I have a system of ODE's from an (unknown) 2nd-order ODE:

$$ \begin{pmatrix} x_1' \\ x_2' \end{pmatrix} = \begin{pmatrix} 2 & -5 \\ 1 & -2 \end{pmatrix} \begin{pmatrix} x_1 \\ x_2 \end{pmatrix}$$

The eigenvalues are $\pm i$ and one of the eigenvectors is

$$k=\begin{pmatrix} 5 \\ 2-i \end{pmatrix} = \begin{pmatrix} 5 \\ 2 \end{pmatrix} +i \begin{pmatrix} 0 \\ -1 \end{pmatrix} = a+ib$$

The general solution for complex roots is

$$x = c_1 e^{\lambda t} (a \cos(\mu t)-b \sin(\mu t)) + c_2 (a \sin(\mu t)+b \cos(\mu t))$$

where $\lambda$ is the real part of the root and $\mu$ is the complex part.
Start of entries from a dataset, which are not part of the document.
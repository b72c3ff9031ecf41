use assert_cmd::Command;
use coverart_core::{CacheKey, DiskCache};
use predicates::prelude::*;
use std::path::{Path, PathBuf};
use tempfile::TempDir;

/// Isolated config, cache and cover directories for one test
struct Sandbox {
    dir: TempDir,
}

impl Sandbox {
    fn new() -> Self {
        Self {
            dir: TempDir::new().unwrap(),
        }
    }

    fn cache_dir(&self) -> PathBuf {
        self.dir.path().join("data/cache")
    }

    fn covers_dir(&self) -> PathBuf {
        self.dir.path().join("data/covers")
    }

    fn cmd(&self) -> Command {
        let mut cmd = Command::cargo_bin("coverart").unwrap();
        cmd.env("XDG_CONFIG_HOME", self.dir.path().join("config"))
            .env("COVERART_PATHS__CACHE_DIR", self.cache_dir())
            .env("COVERART_PATHS__COVERS_DIR", self.covers_dir())
            .env("NO_COLOR", "1")
            .env_remove("COVERART_ARTWORK__URL_TEMPLATE");
        cmd
    }

    async fn seed(&self, key: &str, data: &[u8]) {
        let cache = DiskCache::open(self.cache_dir(), 1024 * 1024).await.unwrap();
        let mut editor = cache.open_editor(&CacheKey::new(key).unwrap()).unwrap();
        editor.write_all(data).await.unwrap();
        editor.commit().await.unwrap().close();
    }

    fn seed_cover(&self, relative: &str, data: &[u8]) -> PathBuf {
        let path = self.covers_dir().join(relative);
        std::fs::create_dir_all(path.parent().unwrap()).unwrap();
        std::fs::write(&path, data).unwrap();
        path
    }
}

const PNG: &[u8] = &[0x89, b'P', b'N', b'G', 0x0D, 0x0A, 0x1A, 0x0A, 1, 2, 3, 4];

#[test]
fn test_version() {
    let mut cmd = Command::cargo_bin("coverart").unwrap();
    cmd.arg("--version")
        .assert()
        .success()
        .stdout(predicate::str::contains(env!("CARGO_PKG_VERSION")));
}

#[tokio::test]
async fn test_fetch_from_disk_cache() {
    let sandbox = Sandbox::new();
    sandbox.seed("movie:42:w500", PNG).await;

    sandbox
        .cmd()
        .args(["fetch", "movie", "42"])
        .assert()
        .success()
        .stdout(predicate::str::contains("disk"))
        .stdout(predicate::str::contains("movie:42:w500"))
        .stdout(predicate::str::contains("png"));
}

#[tokio::test]
async fn test_fetch_json_and_output_file() {
    let sandbox = Sandbox::new();
    sandbox.seed("show:7:original", PNG).await;
    let out = sandbox.dir.path().join("poster.png");

    let assert = sandbox
        .cmd()
        .args(["fetch", "show", "7", "--size", "original", "--format", "json"])
        .arg("--output")
        .arg(&out)
        .assert()
        .success();

    let json: serde_json::Value =
        serde_json::from_slice(&assert.get_output().stdout).unwrap();
    assert_eq!(json["source"], "disk");
    assert_eq!(json["bytes"], PNG.len());
    assert_eq!(std::fs::read(&out).unwrap(), PNG);
}

#[test]
fn test_fetch_library_cover() {
    let sandbox = Sandbox::new();
    sandbox.seed_cover("book/3-w500.img", PNG);

    sandbox
        .cmd()
        .args(["fetch", "book", "3", "--library", "--format", "json"])
        .assert()
        .success()
        .stdout(predicate::str::contains("\"source\": \"disk\""));
}

#[test]
fn test_fetch_without_url_fails() {
    let sandbox = Sandbox::new();

    sandbox
        .cmd()
        .args(["fetch", "movie", "1"])
        .assert()
        .failure()
        .stderr(predicate::str::contains("No artwork URL"));
}

#[tokio::test]
async fn test_no_disk_read_skips_cache() {
    let sandbox = Sandbox::new();
    sandbox.seed("movie:42:w500", PNG).await;

    sandbox
        .cmd()
        .args(["fetch", "movie", "42", "--no-disk-read"])
        .assert()
        .failure()
        .stderr(predicate::str::contains("No artwork URL"));
}

#[test]
fn test_unknown_kind_is_rejected() {
    let sandbox = Sandbox::new();

    sandbox
        .cmd()
        .args(["fetch", "podcast", "1"])
        .assert()
        .failure()
        .stderr(predicate::str::contains("kind"));
}

#[tokio::test]
async fn test_cache_stats_and_clear() {
    let sandbox = Sandbox::new();
    sandbox.seed("movie:1:w500", PNG).await;
    sandbox.seed("movie:2:w500", PNG).await;
    let cover = sandbox.seed_cover("movie/1-w500.img", PNG);

    let assert = sandbox
        .cmd()
        .args(["cache", "stats", "--format", "json"])
        .assert()
        .success();
    let stats: serde_json::Value = serde_json::from_slice(&assert.get_output().stdout).unwrap();
    assert_eq!(stats["cache_entries"], 2);
    assert_eq!(stats["cover_files"], 1);

    sandbox
        .cmd()
        .args(["cache", "clear"])
        .assert()
        .success()
        .stderr(predicate::str::contains("Removed 2 cache entries"));
    assert!(cover.exists());

    sandbox
        .cmd()
        .args(["cache", "clear", "--covers"])
        .assert()
        .success()
        .stderr(predicate::str::contains("Removed 1 cover files"));
    assert!(!sandbox.covers_dir().exists());
}

#[test]
fn test_config_roundtrip() {
    let sandbox = Sandbox::new();

    sandbox
        .cmd()
        .args(["config", "path"])
        .assert()
        .success()
        .stdout(predicate::str::contains("config.toml"));

    sandbox
        .cmd()
        .args(["config", "set", "network.timeout_seconds", "12"])
        .assert()
        .success();
    sandbox
        .cmd()
        .args(["config", "get", "network.timeout_seconds"])
        .assert()
        .success()
        .stdout(predicate::str::diff("12\n"));

    let config_file = sandbox.dir.path().join("config/coverart/config.toml");
    assert!(Path::new(&config_file).exists());
}

#[test]
fn test_config_get_unknown_key() {
    let sandbox = Sandbox::new();

    sandbox
        .cmd()
        .args(["config", "get", "nope.missing"])
        .assert()
        .failure()
        .stderr(predicate::str::contains("not found"));
}

#[test]
fn test_env_overrides_config_file() {
    let sandbox = Sandbox::new();

    sandbox
        .cmd()
        .args(["config", "get", "paths.cache_dir"])
        .assert()
        .success()
        .stdout(predicate::str::contains(sandbox.cache_dir().to_string_lossy().as_ref()));
}

#[tokio::test]
async fn test_configured_default_size_applies_without_flag() {
    let sandbox = Sandbox::new();
    sandbox.seed("movie:42:w92", PNG).await;

    sandbox
        .cmd()
        .env("COVERART_ARTWORK__DEFAULT_SIZE", "w92")
        .args(["fetch", "movie", "42"])
        .assert()
        .success()
        .stdout(predicate::str::contains("movie:42:w92"));
}

#[tokio::test]
async fn test_explicit_size_beats_configured_default() {
    let sandbox = Sandbox::new();
    sandbox.seed("movie:42:w500", PNG).await;

    sandbox
        .cmd()
        .env("COVERART_ARTWORK__DEFAULT_SIZE", "w92")
        .args(["fetch", "movie", "42", "--size", "w500"])
        .assert()
        .success()
        .stdout(predicate::str::contains("movie:42:w500"));
}
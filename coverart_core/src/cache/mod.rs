//! Cache tiers used by the artwork resolver
//!
//! - [`memory`]: decoded images, bounded by bytes, LRU
//! - [`cover`]: permanent per-item cover files, never evicted
//! - [`disk`]: generic keyed blob store with editor/snapshot transactions

pub mod cover;
pub mod disk;
pub mod memory;

pub use cover::{CoverStore, LibraryCoverStore};
pub use disk::{DiskCache, DiskCacheSizing, DiskCacheStats, Editor, Snapshot};
pub use memory::{MemoryCache, MemoryCacheConfig, MemoryCacheStats};
//! Mock network fetcher

use async_trait::async_trait;
use bytes::Bytes;
use coverart_core::error::NetworkError;
use coverart_core::{Error, NetworkFetcher, RawPayload, RequestPolicy, Result, StreamedBody};
use futures::stream::{self, StreamExt};
use std::sync::atomic::{AtomicUsize, Ordering};
use std::sync::{Arc, Mutex};
use std::time::Duration;

/// Mock implementation of [`NetworkFetcher`] for testing
///
/// Counts invocations and serves a configurable payload, either buffered or
/// as a chunked stream. Failures can be injected before the transfer starts
/// or partway through a stream.
///
/// # Examples
///
/// ```rust,no_run
/// use coverart_test_utils::{ArtworkBuilder, MockFetcher};
/// use coverart_core::{NetworkFetcher, RequestPolicy};
///
/// # async fn example() -> coverart_core::Result<()> {
/// let mut mock = MockFetcher::new();
/// mock.expect_streamed(256);
///
/// let item = ArtworkBuilder::movie(42).build();
/// let payload = mock.fetch(&item, &RequestPolicy::default()).await?;
/// assert_eq!(mock.invocations(), 1);
/// # Ok(())
/// # }
/// ```
pub struct MockFetcher {
    behavior: Arc<Mutex<MockBehavior>>,
    invocations: Arc<AtomicUsize>,
}

#[derive(Debug, Clone)]
struct MockBehavior {
    payload: Bytes,
    mode: PayloadMode,
    served_from_cache: bool,
    failure: Option<MockError>,
    delay: Duration,
}

#[derive(Debug, Clone, Copy)]
enum PayloadMode {
    Buffered,
    Streamed { chunk_size: usize },
    /// Stream fails after `after_chunks` chunks were delivered
    BrokenStream { chunk_size: usize, after_chunks: usize },
    /// Stream never finishes after `after_chunks` chunks
    StalledStream { chunk_size: usize, after_chunks: usize },
}

#[derive(Debug, Clone)]
enum MockError {
    Offline,
    HttpStatus(u16),
    MissingUrl,
}

impl From<MockError> for Error {
    fn from(mock_error: MockError) -> Self {
        match mock_error {
            MockError::Offline => Error::Network(NetworkError::Offline),
            MockError::HttpStatus(status) => Error::Network(NetworkError::http_status(
                status,
                "https://mock.invalid/artwork",
            )),
            MockError::MissingUrl => Error::Network(NetworkError::missing_url("mock item")),
        }
    }
}

impl Default for MockBehavior {
    fn default() -> Self {
        Self {
            payload: crate::payloads::png(1024),
            mode: PayloadMode::Buffered,
            served_from_cache: false,
            failure: None,
            delay: Duration::ZERO,
        }
    }
}

impl MockFetcher {
    /// Create a mock serving a 1 KiB PNG-like buffer
    pub fn new() -> Self {
        Self {
            behavior: Arc::new(Mutex::new(MockBehavior::default())),
            invocations: Arc::new(AtomicUsize::new(0)),
        }
    }

    /// Serve `payload` on every call
    pub fn expect_payload(&mut self, payload: impl Into<Bytes>) {
        self.behavior.lock().unwrap().payload = payload.into();
    }

    /// Return the payload as one buffer
    pub fn expect_buffered(&mut self) {
        self.behavior.lock().unwrap().mode = PayloadMode::Buffered;
    }

    /// Return the payload as a stream of `chunk_size` chunks
    pub fn expect_streamed(&mut self, chunk_size: usize) {
        self.behavior.lock().unwrap().mode = PayloadMode::Streamed {
            chunk_size: chunk_size.max(1),
        };
    }

    /// Stream that fails with a transport error after `after_chunks` chunks
    pub fn expect_broken_stream(&mut self, chunk_size: usize, after_chunks: usize) {
        self.behavior.lock().unwrap().mode = PayloadMode::BrokenStream {
            chunk_size: chunk_size.max(1),
            after_chunks,
        };
    }

    /// Stream that stops making progress after `after_chunks` chunks
    pub fn expect_stalled_stream(&mut self, chunk_size: usize, after_chunks: usize) {
        self.behavior.lock().unwrap().mode = PayloadMode::StalledStream {
            chunk_size: chunk_size.max(1),
            after_chunks,
        };
    }

    /// Mark streamed payloads as answered by an intermediate cache
    pub fn expect_served_from_cache(&mut self, served: bool) {
        self.behavior.lock().unwrap().served_from_cache = served;
    }

    /// Fail every call as if the network were down
    pub fn expect_offline(&mut self) {
        self.behavior.lock().unwrap().failure = Some(MockError::Offline);
    }

    /// Fail every call with an HTTP status
    pub fn expect_http_status(&mut self, status: u16) {
        self.behavior.lock().unwrap().failure = Some(MockError::HttpStatus(status));
    }

    /// Fail every call as if no URL could be built
    pub fn expect_missing_url(&mut self) {
        self.behavior.lock().unwrap().failure = Some(MockError::MissingUrl);
    }

    /// Wait before answering
    pub fn with_delay(&mut self, delay: Duration) {
        self.behavior.lock().unwrap().delay = delay;
    }

    /// Number of `fetch` calls so far
    pub fn invocations(&self) -> usize {
        self.invocations.load(Ordering::SeqCst)
    }

    /// Reset to the default behavior and zero the invocation count
    pub fn reset(&mut self) {
        *self.behavior.lock().unwrap() = MockBehavior::default();
        self.invocations.store(0, Ordering::SeqCst);
    }
}

impl Default for MockFetcher {
    fn default() -> Self {
        Self::new()
    }
}

impl Clone for MockFetcher {
    fn clone(&self) -> Self {
        Self {
            behavior: Arc::clone(&self.behavior),
            invocations: Arc::clone(&self.invocations),
        }
    }
}

fn chunks(payload: &Bytes, chunk_size: usize) -> Vec<Bytes> {
    (0..payload.len())
        .step_by(chunk_size)
        .map(|start| payload.slice(start..(start + chunk_size).min(payload.len())))
        .collect()
}

#[async_trait]
impl<T: Sync> NetworkFetcher<T> for MockFetcher {
    async fn fetch(&self, _item: &T, _policy: &RequestPolicy) -> Result<RawPayload> {
        self.invocations.fetch_add(1, Ordering::SeqCst);
        let behavior = self.behavior.lock().unwrap().clone();

        if !behavior.delay.is_zero() {
            tokio::time::sleep(behavior.delay).await;
        }
        if let Some(failure) = behavior.failure {
            return Err(failure.into());
        }

        let body = match behavior.mode {
            PayloadMode::Buffered => return Ok(RawPayload::Buffered(behavior.payload)),
            PayloadMode::Streamed { chunk_size } => {
                StreamedBody::from_chunks(chunks(&behavior.payload, chunk_size))
            }
            PayloadMode::BrokenStream {
                chunk_size,
                after_chunks,
            } => {
                let head: Vec<Result<Bytes>> = chunks(&behavior.payload, chunk_size)
                    .into_iter()
                    .take(after_chunks)
                    .map(Ok)
                    .collect();
                let failure: Error = NetworkError::transport("connection reset by peer").into();
                StreamedBody::new(stream::iter(head).chain(stream::once(async move { Err(failure) })))
            }
            PayloadMode::StalledStream {
                chunk_size,
                after_chunks,
            } => {
                let head: Vec<Result<Bytes>> = chunks(&behavior.payload, chunk_size)
                    .into_iter()
                    .take(after_chunks)
                    .map(Ok)
                    .collect();
                StreamedBody::new(stream::iter(head).chain(stream::pending()))
            }
        };

        Ok(RawPayload::Streamed(
            body.with_served_from_cache(behavior.served_from_cache)
                .with_content_length(Some(behavior.payload.len() as u64)),
        ))
    }
}

#[cfg(test)]
mod tests {
    use super::*;

    #[tokio::test]
    async fn test_counts_invocations() {
        let mock = MockFetcher::new();
        let shared = mock.clone();

        NetworkFetcher::<u64>::fetch(&mock, &1, &RequestPolicy::default())
            .await
            .unwrap();
        assert_eq!(shared.invocations(), 1);
    }

    #[tokio::test]
    async fn test_streamed_payload_reassembles() {
        let mut mock = MockFetcher::new();
        mock.expect_payload(Bytes::from_static(b"0123456789"));
        mock.expect_streamed(3);

        let payload = NetworkFetcher::<u64>::fetch(&mock, &1, &RequestPolicy::default())
            .await
            .unwrap();
        assert!(matches!(payload, RawPayload::Streamed(_)));
        assert_eq!(payload.into_bytes().await.unwrap().as_ref(), b"0123456789");
    }

    #[tokio::test]
    async fn test_broken_stream_fails_on_read() {
        let mut mock = MockFetcher::new();
        mock.expect_broken_stream(100, 2);

        let payload = NetworkFetcher::<u64>::fetch(&mock, &1, &RequestPolicy::default())
            .await
            .unwrap();
        assert!(payload.into_bytes().await.is_err());
    }

    #[tokio::test]
    async fn test_injected_status() {
        let mut mock = MockFetcher::new();
        mock.expect_http_status(404);

        let err = NetworkFetcher::<u64>::fetch(&mock, &1, &RequestPolicy::default())
            .await
            .unwrap_err();
        assert!(matches!(
            err,
            Error::Network(NetworkError::HttpStatus { status: 404, .. })
        ));
    }
}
Substituting the values in I get

$$ \begin{pmatrix} x_1 \\ x_2 \end{pmatrix} = c_1 \begin{pmatrix} 5 \cos(t) \\ 2\cos(t)+\sin(t) \end{pmatrix} + c_2 \begin{pmatrix} 5 \sin(t) \\ 2 \sin(t)-\cos(t) \end{pmatrix}$$

From the original 2nd-order ODE above, $x_1 = y$ and $x_2 = y'$ so I can write

$$y = c_1 5 \cos(t) + c_2 5 \sin(t)$$

and

$$y'=c_1 (2 \cos(t)+\sin(t)) + c_2 (2 \sin(t)-\cos(t))$$

However, differentiating the above expression for $y$ does not give the obtained expression for $y'$ except for the trivial case of $c_1 = c_2 = 0$. Why is this?

In contrast, when the roots are real, for example

$$y''-2y'-3y=0$$

can be written as

$$ \begin{pmatrix} x_1' \\ x_2' \end{pmatrix} = \begin{pmatrix} 0 & 1 \\ 3 & 2 \end{pmatrix} \begin{pmatrix} x_1 \\ x_2 \end{pmatrix}$$

This system matrix has two real eigenvalues $-1$ and $3$ with eigenvectors $(1,3)$ and $(-1,1)$ giving a final solution of

$$ \begin{pmatrix} x_1 \\ x_2 \end{pmatrix} = c_1 \begin{pmatrix} 1 \\ 3 \end{pmatrix} e^{3t} + c_2 \begin{pmatrix} -1 \\ 1 \end{pmatrix} e^{-t}$$

and here, $x_1'=x_2$ as expected.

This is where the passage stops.